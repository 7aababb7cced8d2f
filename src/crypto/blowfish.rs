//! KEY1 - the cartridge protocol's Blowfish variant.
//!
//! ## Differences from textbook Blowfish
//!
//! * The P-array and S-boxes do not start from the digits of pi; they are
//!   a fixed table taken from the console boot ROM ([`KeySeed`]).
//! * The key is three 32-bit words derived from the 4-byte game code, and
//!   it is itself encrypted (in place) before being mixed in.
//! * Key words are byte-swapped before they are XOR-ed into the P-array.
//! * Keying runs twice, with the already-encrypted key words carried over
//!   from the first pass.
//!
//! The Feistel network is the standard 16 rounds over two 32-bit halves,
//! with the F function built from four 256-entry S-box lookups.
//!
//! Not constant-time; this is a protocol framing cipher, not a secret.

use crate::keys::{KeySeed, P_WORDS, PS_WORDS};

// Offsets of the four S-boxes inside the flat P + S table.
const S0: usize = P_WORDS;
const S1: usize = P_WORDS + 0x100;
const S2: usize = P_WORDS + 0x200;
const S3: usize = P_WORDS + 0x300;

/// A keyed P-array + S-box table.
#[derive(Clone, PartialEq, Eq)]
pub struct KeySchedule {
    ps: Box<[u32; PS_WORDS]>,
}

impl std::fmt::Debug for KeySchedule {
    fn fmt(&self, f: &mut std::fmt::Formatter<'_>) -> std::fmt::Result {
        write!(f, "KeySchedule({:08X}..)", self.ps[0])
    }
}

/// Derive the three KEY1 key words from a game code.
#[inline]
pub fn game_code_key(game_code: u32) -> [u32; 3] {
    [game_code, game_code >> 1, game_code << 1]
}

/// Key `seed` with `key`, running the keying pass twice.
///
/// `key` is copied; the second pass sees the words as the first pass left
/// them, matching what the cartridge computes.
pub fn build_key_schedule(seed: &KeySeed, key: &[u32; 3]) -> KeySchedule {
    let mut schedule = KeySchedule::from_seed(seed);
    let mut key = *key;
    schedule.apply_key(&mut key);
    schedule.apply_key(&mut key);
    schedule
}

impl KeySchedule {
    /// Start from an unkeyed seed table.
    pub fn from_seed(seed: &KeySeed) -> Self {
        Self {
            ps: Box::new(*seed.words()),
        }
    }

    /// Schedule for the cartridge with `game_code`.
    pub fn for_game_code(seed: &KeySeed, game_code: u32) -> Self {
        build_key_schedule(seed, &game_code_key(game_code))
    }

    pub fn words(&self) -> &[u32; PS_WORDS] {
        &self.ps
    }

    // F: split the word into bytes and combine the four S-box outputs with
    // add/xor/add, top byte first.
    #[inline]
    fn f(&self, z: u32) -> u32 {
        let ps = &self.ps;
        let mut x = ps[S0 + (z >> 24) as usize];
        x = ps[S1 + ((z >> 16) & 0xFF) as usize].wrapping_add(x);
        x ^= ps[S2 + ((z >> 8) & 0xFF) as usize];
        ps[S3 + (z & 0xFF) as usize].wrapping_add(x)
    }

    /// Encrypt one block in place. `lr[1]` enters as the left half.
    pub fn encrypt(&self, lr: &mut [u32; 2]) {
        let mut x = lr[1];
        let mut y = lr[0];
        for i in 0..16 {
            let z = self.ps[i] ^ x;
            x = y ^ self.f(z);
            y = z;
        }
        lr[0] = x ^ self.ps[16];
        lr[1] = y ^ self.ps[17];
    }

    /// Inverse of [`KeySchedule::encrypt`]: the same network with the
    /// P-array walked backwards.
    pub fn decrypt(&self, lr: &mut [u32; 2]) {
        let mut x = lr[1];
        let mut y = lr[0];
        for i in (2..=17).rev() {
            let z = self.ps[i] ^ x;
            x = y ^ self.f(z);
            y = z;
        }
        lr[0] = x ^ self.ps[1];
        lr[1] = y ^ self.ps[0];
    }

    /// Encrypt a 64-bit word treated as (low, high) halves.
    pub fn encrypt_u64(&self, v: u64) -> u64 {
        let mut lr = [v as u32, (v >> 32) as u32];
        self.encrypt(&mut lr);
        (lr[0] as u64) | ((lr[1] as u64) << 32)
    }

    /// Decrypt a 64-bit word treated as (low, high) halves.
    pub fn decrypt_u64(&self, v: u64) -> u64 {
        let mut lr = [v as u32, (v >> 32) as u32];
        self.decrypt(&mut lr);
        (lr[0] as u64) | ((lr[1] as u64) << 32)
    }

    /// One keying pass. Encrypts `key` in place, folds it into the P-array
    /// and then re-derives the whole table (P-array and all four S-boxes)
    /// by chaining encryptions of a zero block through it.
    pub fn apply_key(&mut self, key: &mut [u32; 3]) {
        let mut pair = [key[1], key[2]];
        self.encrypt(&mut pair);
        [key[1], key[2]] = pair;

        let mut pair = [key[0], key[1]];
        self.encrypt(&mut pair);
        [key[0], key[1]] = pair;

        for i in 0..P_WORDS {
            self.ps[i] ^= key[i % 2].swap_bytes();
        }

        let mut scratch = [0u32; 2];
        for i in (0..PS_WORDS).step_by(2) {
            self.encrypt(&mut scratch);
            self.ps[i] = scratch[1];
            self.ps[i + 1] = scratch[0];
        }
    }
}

...

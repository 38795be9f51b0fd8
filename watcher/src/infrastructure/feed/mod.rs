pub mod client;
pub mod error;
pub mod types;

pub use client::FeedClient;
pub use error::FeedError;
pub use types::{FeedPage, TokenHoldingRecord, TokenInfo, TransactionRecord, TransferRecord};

...

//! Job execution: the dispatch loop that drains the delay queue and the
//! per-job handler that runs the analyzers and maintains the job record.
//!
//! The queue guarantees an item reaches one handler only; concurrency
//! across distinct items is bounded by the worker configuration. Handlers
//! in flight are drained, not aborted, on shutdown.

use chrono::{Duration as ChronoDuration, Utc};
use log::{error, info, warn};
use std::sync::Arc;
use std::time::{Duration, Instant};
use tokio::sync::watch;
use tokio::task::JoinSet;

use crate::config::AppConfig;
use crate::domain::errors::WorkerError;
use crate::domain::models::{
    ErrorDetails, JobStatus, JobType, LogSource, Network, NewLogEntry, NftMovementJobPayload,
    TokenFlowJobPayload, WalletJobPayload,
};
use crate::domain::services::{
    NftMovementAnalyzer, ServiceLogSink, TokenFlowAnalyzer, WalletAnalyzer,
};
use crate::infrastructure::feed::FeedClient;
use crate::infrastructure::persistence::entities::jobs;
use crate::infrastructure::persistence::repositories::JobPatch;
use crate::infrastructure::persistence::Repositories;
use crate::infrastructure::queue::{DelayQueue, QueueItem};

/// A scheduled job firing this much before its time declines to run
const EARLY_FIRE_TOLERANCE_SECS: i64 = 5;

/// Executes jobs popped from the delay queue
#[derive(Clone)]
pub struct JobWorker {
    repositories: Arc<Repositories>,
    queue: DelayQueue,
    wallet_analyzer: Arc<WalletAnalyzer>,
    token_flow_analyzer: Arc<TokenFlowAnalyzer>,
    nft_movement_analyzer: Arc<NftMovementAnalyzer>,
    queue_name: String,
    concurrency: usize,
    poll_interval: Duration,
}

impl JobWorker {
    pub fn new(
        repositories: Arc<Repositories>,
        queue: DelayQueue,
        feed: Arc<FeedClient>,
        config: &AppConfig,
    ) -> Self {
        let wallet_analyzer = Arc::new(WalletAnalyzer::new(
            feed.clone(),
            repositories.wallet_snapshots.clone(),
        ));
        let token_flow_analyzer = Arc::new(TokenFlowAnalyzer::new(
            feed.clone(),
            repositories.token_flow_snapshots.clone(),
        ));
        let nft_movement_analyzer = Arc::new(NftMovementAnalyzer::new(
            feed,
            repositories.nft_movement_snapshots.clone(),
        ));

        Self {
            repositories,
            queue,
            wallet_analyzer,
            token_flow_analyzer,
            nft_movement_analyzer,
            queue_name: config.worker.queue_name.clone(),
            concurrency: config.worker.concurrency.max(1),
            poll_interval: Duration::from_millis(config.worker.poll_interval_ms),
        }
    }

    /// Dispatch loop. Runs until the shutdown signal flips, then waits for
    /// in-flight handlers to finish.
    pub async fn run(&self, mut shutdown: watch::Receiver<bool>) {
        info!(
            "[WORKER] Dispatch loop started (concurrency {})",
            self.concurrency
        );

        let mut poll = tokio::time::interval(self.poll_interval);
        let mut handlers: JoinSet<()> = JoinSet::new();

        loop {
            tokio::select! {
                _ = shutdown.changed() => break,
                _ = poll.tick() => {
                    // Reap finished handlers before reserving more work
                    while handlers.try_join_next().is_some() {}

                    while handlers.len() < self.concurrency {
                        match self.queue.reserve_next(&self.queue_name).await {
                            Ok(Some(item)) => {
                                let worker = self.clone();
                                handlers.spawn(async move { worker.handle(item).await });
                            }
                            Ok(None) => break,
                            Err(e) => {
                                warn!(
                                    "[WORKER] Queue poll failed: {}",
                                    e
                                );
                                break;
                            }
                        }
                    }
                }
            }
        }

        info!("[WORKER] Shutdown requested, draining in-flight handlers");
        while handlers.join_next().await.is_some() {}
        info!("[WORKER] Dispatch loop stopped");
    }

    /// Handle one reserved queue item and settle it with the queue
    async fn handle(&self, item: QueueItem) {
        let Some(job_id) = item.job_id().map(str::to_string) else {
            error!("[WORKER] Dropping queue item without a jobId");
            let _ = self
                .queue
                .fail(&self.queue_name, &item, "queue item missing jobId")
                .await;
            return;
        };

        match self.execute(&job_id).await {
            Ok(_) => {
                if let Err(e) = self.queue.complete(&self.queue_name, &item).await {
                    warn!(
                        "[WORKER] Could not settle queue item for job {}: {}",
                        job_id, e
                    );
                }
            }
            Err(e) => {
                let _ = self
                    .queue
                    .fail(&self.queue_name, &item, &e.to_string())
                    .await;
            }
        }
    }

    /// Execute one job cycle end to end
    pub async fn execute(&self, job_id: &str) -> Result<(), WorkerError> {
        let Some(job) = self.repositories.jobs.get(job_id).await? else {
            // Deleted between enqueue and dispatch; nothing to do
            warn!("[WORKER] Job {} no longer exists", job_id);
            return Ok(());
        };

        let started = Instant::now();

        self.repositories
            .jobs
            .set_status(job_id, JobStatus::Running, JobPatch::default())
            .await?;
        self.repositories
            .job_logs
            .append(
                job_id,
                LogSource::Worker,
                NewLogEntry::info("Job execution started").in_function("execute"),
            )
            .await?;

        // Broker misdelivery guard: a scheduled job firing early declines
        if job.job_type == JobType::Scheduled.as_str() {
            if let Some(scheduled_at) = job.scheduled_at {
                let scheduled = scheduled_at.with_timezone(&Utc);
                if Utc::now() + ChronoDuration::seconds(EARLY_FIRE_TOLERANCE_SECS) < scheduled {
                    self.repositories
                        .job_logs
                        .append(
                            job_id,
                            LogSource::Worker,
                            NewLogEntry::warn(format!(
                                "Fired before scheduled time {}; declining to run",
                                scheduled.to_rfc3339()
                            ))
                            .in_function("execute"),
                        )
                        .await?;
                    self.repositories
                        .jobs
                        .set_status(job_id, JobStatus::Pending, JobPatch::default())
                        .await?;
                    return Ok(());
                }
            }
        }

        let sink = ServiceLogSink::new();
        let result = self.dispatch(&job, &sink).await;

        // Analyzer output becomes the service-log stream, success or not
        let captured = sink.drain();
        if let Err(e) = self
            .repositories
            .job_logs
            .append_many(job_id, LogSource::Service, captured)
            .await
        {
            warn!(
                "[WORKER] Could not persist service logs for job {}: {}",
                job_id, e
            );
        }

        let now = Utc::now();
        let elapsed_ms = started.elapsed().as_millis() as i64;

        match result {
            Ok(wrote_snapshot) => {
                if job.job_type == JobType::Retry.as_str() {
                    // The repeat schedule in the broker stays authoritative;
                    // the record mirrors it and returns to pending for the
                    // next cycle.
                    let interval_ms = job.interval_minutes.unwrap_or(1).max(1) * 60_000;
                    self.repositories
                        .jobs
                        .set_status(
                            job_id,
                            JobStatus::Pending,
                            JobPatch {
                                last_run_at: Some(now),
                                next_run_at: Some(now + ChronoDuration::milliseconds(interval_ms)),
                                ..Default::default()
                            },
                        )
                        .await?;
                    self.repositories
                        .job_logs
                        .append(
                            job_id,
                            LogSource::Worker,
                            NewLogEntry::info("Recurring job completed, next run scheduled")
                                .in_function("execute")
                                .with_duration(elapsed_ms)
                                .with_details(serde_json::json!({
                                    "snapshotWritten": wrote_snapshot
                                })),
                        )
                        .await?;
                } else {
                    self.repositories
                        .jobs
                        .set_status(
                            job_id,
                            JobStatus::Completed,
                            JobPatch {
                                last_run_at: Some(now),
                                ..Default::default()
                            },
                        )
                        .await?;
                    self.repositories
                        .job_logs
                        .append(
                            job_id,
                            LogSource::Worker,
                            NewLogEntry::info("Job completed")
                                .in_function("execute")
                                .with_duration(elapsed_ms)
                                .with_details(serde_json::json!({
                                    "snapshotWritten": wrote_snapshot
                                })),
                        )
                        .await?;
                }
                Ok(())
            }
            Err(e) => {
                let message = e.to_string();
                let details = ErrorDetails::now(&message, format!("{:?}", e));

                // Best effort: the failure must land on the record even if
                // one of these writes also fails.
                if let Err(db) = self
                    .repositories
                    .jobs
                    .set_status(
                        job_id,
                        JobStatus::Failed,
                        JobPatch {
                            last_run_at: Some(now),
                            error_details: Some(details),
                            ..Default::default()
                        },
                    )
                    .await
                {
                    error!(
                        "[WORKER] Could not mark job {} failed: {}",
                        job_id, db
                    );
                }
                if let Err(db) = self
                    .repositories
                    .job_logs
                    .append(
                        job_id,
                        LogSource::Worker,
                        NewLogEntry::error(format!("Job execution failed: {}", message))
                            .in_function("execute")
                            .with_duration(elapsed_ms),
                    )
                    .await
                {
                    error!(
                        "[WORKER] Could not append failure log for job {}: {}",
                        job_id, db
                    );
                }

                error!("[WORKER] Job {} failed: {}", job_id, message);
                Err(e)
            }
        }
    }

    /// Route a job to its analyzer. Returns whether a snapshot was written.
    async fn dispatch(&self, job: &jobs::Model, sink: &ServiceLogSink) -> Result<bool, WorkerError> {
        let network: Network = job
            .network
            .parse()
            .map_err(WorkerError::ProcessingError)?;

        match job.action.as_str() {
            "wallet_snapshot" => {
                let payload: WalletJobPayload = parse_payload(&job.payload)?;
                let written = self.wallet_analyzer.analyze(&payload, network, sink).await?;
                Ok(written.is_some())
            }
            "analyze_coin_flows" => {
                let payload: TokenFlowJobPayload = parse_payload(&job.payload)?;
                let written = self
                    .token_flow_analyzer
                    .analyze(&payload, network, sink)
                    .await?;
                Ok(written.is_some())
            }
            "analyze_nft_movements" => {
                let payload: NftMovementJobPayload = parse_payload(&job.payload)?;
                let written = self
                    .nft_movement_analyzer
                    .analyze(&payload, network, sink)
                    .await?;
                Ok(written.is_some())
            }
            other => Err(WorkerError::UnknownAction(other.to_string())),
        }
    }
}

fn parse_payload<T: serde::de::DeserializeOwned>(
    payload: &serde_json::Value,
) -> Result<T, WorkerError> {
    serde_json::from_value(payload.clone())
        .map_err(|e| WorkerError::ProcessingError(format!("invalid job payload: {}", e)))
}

* Exercise description
Above are the records; copy each line from them that includes the string "repository".

* Finished exercise
repository 7aababb7cced8d2f
repository 38795be9f51b0fd8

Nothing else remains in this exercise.